In New York, a jury in U.S. District Court continued its deliberations in the trial of 13 second-level Communist leaders, after receiving the case on Thursday afternoon, deliberating thus far for 14.5 hours. The charges at issue were of the Smith Act, conspiracy to teach and advocate the violent overthrow of the Government. Eleven top Communist leaders had already been convicted under the Act. Lawyers for the accused asked the court to investigate four New York City newspapers for having taken pictures of the jurors during the day, suggesting that it might put them on the spot, but the judge said that, while he was against the practice of photographing jurors, he had made no order against doing so and declined any further inquiry.

In Greensboro, N.C., an attorney and local counsel for Duke Power Co. and the Southern Railway, Russell Robinson, 63, died in the hospital after suffering a heart attack December 30. He was a graduate of UNC and the Columbia University Law School, having originally grown up in Goldsboro.

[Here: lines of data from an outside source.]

//! Genetic algorithm for N-Queens.
//!
//! Candidates are permutation-form boards whose columns may repeat. The
//! fitness of a board is its number of non-attacking pairs, so a solution
//! scores `n·(n−1)/2`.
//!
//! # Key Types
//!
//! - [`GeneticConfig`]: population size, generation budget, tournament size,
//!   mutation rate
//! - [`GeneticSolver`]: runs the generational loop
//! - [`Candidate`]: a board with its fitness
//! - [`MutationRateModel`]: source of the mutation rate, queried once per
//!   solver
//!
//! # Submodules
//!
//! - [`operators`]: tournament selection, single-point crossover,
//!   random-reset mutation
//! - [`calibration`]: fixed and data-driven mutation-rate models
//!
//! # References
//!
//! - Holland (1975), *Adaptation in Natural and Artificial Systems*
//! - Goldberg (1989), *Genetic Algorithms in Search, Optimization, and
//!   Machine Learning*

pub mod calibration;
mod config;
pub mod operators;
mod runner;
mod types;

pub use calibration::{CalibrationSample, CalibrationTable, FixedMutationRate, MutationRateModel};
pub use config::GeneticConfig;
pub use runner::GeneticSolver;
pub use types::Candidate;
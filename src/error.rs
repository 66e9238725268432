//! Error types.
//!
//! Failing to find a solution is never an error. Solvers report it through
//! the `bool` returned by [`NQueensSolver::solve`](crate::NQueensSolver::solve).
//! The errors below cover construction only.

use std::path::PathBuf;

use thiserror::Error;

/// Errors raised while building a solver.
#[derive(Debug, Error)]
pub enum Error {
    /// The board must hold at least one queen.
    #[error("invalid board size {0}: at least one queen is required")]
    InvalidBoardSize(usize),

    /// A configuration failed validation.
    #[error("invalid configuration: {0}")]
    InvalidConfig(String),

    /// The mutation-rate calibration could not produce a rate.
    #[error(transparent)]
    Calibration(#[from] CalibrationError),
}

/// Errors raised by a [`MutationRateModel`](crate::genetic::MutationRateModel).
#[derive(Debug, Error)]
pub enum CalibrationError {
    /// The calibration dataset could not be read.
    #[error("failed to read calibration data from {}: {source}", .path.display())]
    Io {
        path: PathBuf,
        #[source]
        source: std::io::Error,
    },

    /// The calibration dataset is not valid TOML or has the wrong shape.
    #[error("failed to parse calibration data: {0}")]
    Parse(#[from] toml::de::Error),

    /// A sample in the dataset is malformed.
    #[error("calibration sample for n = {n} is malformed: {reason}")]
    InvalidSample { n: usize, reason: String },

    /// A mutation rate fell outside `[0, 1]`.
    #[error("mutation rate {0} is outside [0, 1]")]
    RateOutOfRange(f64),

    /// No mutation rate has enough samples to interpolate.
    #[error("no mutation rate has at least two calibration samples (requested n = {n})")]
    NoData { n: usize },
}

/// Result alias for solver construction.
pub type Result<T> = std::result::Result<T, Error>;

#[cfg(test)]
mod tests {
    use super::*;

    #[test]
    fn test_messages() {
        assert_eq!(
            Error::InvalidBoardSize(0).to_string(),
            "invalid board size 0: at least one queen is required"
        );
        assert_eq!(
            Error::InvalidConfig("population_size must be at least 2".into()).to_string(),
            "invalid configuration: population_size must be at least 2"
        );
    }

    #[test]
    fn test_calibration_is_transparent() {
        let err: Error = CalibrationError::RateOutOfRange(1.5).into();
        assert_eq!(err.to_string(), "mutation rate 1.5 is outside [0, 1]");
        assert!(matches!(
            err,
            Error::Calibration(CalibrationError::RateOutOfRange(_))
        ));
    }
}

In Texas, a damaging sleet storm and bitter cold spread across the state, with little relief was expected the following day, as the cold would spread into the Rio Grande Valley's citrus and vegetable crops. The cold coupled with record incidence of flu to hit the state with double trouble. The State Health Department warned hundreds of thousands of Texans estimated to be stricken with the flu to remain indoors to avoid pneumonia. It was the worst flu epidemic in the state since the 1917-18 nationwide epidemic.

In Glasgow, Scotland, Glasgow University coeds had voted 360 to 140 against installing a "squeezie room" in the Women's Union, where couples could cuddle during student dances. They had replied to a University magazine, most of them saying that it would only make it more difficult to get their boyfriends to dance.

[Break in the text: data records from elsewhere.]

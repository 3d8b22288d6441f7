use super::*;

#[test]
fn test_scalar_tensor_shape() {
    let t = Tensor::scalar(2.5);
    assert!(t.shape().is_empty());
    assert_eq!(t.numel(), 1);
    assert_eq!(t.item(), 2.5);
}

#[test]
fn test_sum_and_mean() {
    let t = Tensor::new(vec![1.0, 2.0, 3.0, 4.0, 5.0, 6.0], &[2, 3]);
    assert_eq!(t.sum().item(), 21.0);
    assert_eq!(t.mean().item(), 3.5);
}

#[test]
fn test_sum_axis_negative() {
    let t = Tensor::new(vec![1.0, 2.0, 3.0, 4.0, 5.0, 6.0], &[2, 3]);
    let s = t.sum_axis(-1);
    assert_eq!(s.shape(), [2]);
    assert_eq!(s.data(), &[6.0, 15.0]);
}

#[test]
fn test_sum_axes_removes_both() {
    let t = Tensor::ones(&[2, 3, 4, 3]);
    let s = t.sum_axes(&[0, -1]);
    assert_eq!(s.shape(), [3, 4]);
    assert_eq!(s.data()[0], 6.0);
}

#[test]
fn test_mean_keepdims_broadcasts_back() {
    let t = Tensor::new(vec![1.0, 3.0, 2.0, 4.0], &[2, 2]);
    let m = t.mean_over(&[1], true);
    assert_eq!(m.shape(), [2, 1]);
    let centered = t.zip(&m, Dtype::Float32, |x, mu| x - mu);
    assert_eq!(centered.shape(), [2, 2]);
    assert_eq!(centered.sum().item(), 0.0);
}

#[test]
fn test_var_population() {
    let t = Tensor::new(vec![1.0, 2.0, 3.0, 4.0], &[4]);
    assert!((t.var().item() - 1.25).abs() < 1e-6);
}

#[test]
fn test_max_min_prod() {
    let t = Tensor::new(vec![3.0, -1.0, 2.0, 5.0], &[2, 2]);
    assert_eq!(t.max().item(), 5.0);
    assert_eq!(t.min().item(), -1.0);
    assert_eq!(t.prod().item(), -30.0);
}

#[test]
fn test_all_any_dtype_and_values() {
    let t = Tensor::new(vec![1.0, 0.0, 2.0], &[3]);
    assert_eq!(t.all().dtype(), Dtype::Bool);
    assert_eq!(t.all().item(), 0.0);
    assert_eq!(t.any().item(), 1.0);
}

#[test]
fn test_all_axis_rows() {
    let t = Tensor::new(vec![1.0, 1.0, 1.0, 0.0], &[2, 2]);
    let a = t.all_axis(-1);
    assert_eq!(a.shape(), [2]);
    assert_eq!(a.data(), &[1.0, 0.0]);
}

#[test]
fn test_logsumexp_matches_naive() {
    let t = Tensor::new(vec![0.1, 0.7, -0.4], &[3]);
    let naive: f32 = t.data().iter().map(|v| v.exp()).sum::<f32>().ln();
    assert!((t.logsumexp().item() - naive).abs() < 1e-5);
}

#[test]
fn test_softmax_axis_sums_to_one() {
    let t = Tensor::new(vec![0.5, 1.0, -2.0, 0.0, 3.0, 1.0], &[2, 3]);
    let s = t.softmax_axis(-1);
    assert_eq!(s.shape(), [2, 3]);
    let rows = s.sum_axis(-1);
    for &r in rows.data() {
        assert!((r - 1.0).abs() < 1e-5);
    }
}

#[test]
fn test_argmax_flat_and_axis() {
    let t = Tensor::new(vec![1.0, 9.0, 3.0, 7.0, 2.0, 8.0], &[2, 3]);
    let flat = t.argmax();
    assert!(flat.shape().is_empty());
    assert_eq!(flat.dtype(), Dtype::Int32);
    assert_eq!(flat.item(), 1.0);
    let per_row = t.argmax_axis(-1);
    assert_eq!(per_row.data(), &[1.0, 2.0]);
}

#[test]
fn test_cumsum_bare_flattens() {
    let t = Tensor::new(vec![1.0, 2.0, 3.0, 4.0], &[2, 2]);
    let c = t.cumsum();
    assert_eq!(c.shape(), [4]);
    assert_eq!(c.data(), &[1.0, 3.0, 6.0, 10.0]);
}

#[test]
fn test_cummax_along_axis() {
    let t = Tensor::new(vec![1.0, 3.0, 2.0, 0.0, 5.0, 4.0], &[2, 3]);
    let c = t.cummax_axis(-1);
    assert_eq!(c.shape(), [2, 3]);
    assert_eq!(c.data(), &[1.0, 3.0, 3.0, 0.0, 5.0, 5.0]);
}

#[test]
fn test_expand_dims_axis_positions() {
    let t = Tensor::ones(&[4, 3]);
    assert_eq!(t.expand_dims_axis(-1).shape(), [4, 3, 1]);
    assert_eq!(t.expand_dims_axis(0).shape(), [1, 4, 3]);
}

#[test]
fn test_expand_dims_axes_pair() {
    let t = Tensor::ones(&[2, 3, 4, 3]);
    let e = t.expand_dims_axes(&[0, -1]);
    assert_eq!(e.shape(), [1, 2, 3, 4, 3, 1]);
}

#[test]
fn test_index_last_drops_axis() {
    let t = Tensor::new((0..24).map(|i| i as f32).collect(), &[2, 3, 4]);
    let col = t.index_last(0);
    assert_eq!(col.shape(), [2, 3]);
    assert_eq!(col.data(), &[0.0, 4.0, 8.0, 12.0, 16.0, 20.0]);
}

#[test]
fn test_index_prefix_keeps_remainder() {
    let t = Tensor::new((0..24).map(|i| i as f32).collect(), &[2, 3, 4]);
    let row = t.index_prefix(&[1, 2]);
    assert_eq!(row.shape(), [4]);
    assert_eq!(row.data(), &[20.0, 21.0, 22.0, 23.0]);
}

#[test]
fn test_zip_broadcast_row_vector() {
    let a = Tensor::ones(&[2, 3]);
    let b = Tensor::new(vec![1.0, 2.0, 3.0], &[3]);
    let c = a.zip(&b, Dtype::Float32, |x, y| x * y);
    assert_eq!(c.shape(), [2, 3]);
    assert_eq!(c.data(), &[1.0, 2.0, 3.0, 1.0, 2.0, 3.0]);
}

#[test]
fn test_value_as_tensor() {
    let v = Value::Scalar(1.5);
    assert!(!v.is_tensor());
    assert!(v.as_tensor().shape().is_empty());
    let t = Value::Tensor(Tensor::ones(&[2]));
    assert!(t.is_tensor());
    assert_eq!(t.tensor().unwrap().shape(), [2]);
}

#[test]
#[should_panic(expected = "broadcast-compatible")]
fn test_zip_incompatible_shapes_panics() {
    let a = Tensor::ones(&[2, 3]);
    let b = Tensor::ones(&[4]);
    let _ = a.zip(&b, Dtype::Float32, |x, y| x + y);
}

On the editorial page, "Another Reason for a Two-Party South" indicates that the previous year North and South Carolinians had presided over seven of the 34 standing committees of Congress, and Southerners generally held 11 of the 19 chairmanships in the House and eight of the 15 in the Senate. But now all of those chairmanships were in the hands of Republicans, not one of whom hailed from the South.

The results would have many ramifications adverse to the South, such as the proposed cigarette tax, which had been held up primarily by former chairman of both the House Ways & Means and Appropriations Committees, Robert Doughton of North Carolina, now possibly to become law, reducing the tax on "economy brand" cigarettes below the tax paid by the standard brands. Most North Carolina tobacco manufacturers would be unhappy with such a law while individuals who smoked the "economy brands" would be pleased with it.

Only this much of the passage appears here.